▶ WHAT IS NEEDED
How many lines in the listing below hold the word "listener"? Answer with the number only.

◆ ◆ ◆ ◆

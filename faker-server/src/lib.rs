//! Printer Faker - 虚拟 ESC/POS 网络打印机
//!
//! # 架构概述
//!
//! 收银系统把小票当作发往 9100 端口的打印任务，本服务假扮打印机接收，
//! 解码成纯文本并保存，再把订单和菜品投递到下游订单库供厨房显示。
//!
//! ```text
//! TCP 9100 ─▶ listener ─▶ pipeline ─▶ storage (redb + 最近缓存)
//!                            │
//!                            └─▶ orders ─▶ downstream ──(失败)──▶ delivery (重试)
//! ```
//!
//! # 模块结构
//!
//! ```text
//! faker-server/src/
//! ├── core/          # 配置、上下文、后台任务、错误
//! ├── listener/      # 监听循环、会话槽位、会话读取
//! ├── receipt/       # 小票模型与字段提取
//! ├── storage/       # redb 存储、最近缓存、过期清理
//! ├── orders/        # 单据分类、菜品解析、档口路由、订单处理
//! ├── downstream/    # 下游订单库 (Supabase)
//! ├── delivery/      # 失败重试队列
//! ├── events.rs      # 监控事件
//! ├── pipeline.rs    # 接收流水线
//! ├── stats.rs       # 运行统计
//! └── utils/         # 日志
//! ```

pub mod core;
pub mod delivery;
pub mod downstream;
pub mod events;
pub mod listener;
pub mod orders;
pub mod pipeline;
pub mod receipt;
pub mod stats;
pub mod storage;
pub mod utils;

// Re-export 公共类型
pub use core::{Config, PipelineContext, RunningServer, Server, ServerError, ServiceStatus};
pub use downstream::{DownstreamError, OrderStore};
pub use events::EventSink;
pub use receipt::{JobHints, Receipt};

// Re-export logger functions
pub use utils::logger::init_logger_with_file;

pub fn print_banner() {
    println!(
        r#"
    ____       _       __
   / __ \_____(_)___  / /____  _____
  / /_/ / ___/ / __ \/ __/ _ \/ ___/
 / ____/ /  / / / / / /_/  __/ /
/_/   /_/  /_/_/ /_/\__/\___/_/
    ______      __
   / ____/___ _/ /_____  _____
  / /_  / __ `/ //_/ _ \/ ___/
 / __/ / /_/ / ,< /  __/ /
/_/    \__,_/_/|_|\___/_/
    "#
    );
}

◆ ◆ ◆ ◆

▶ COMPLETED EXERCISE
3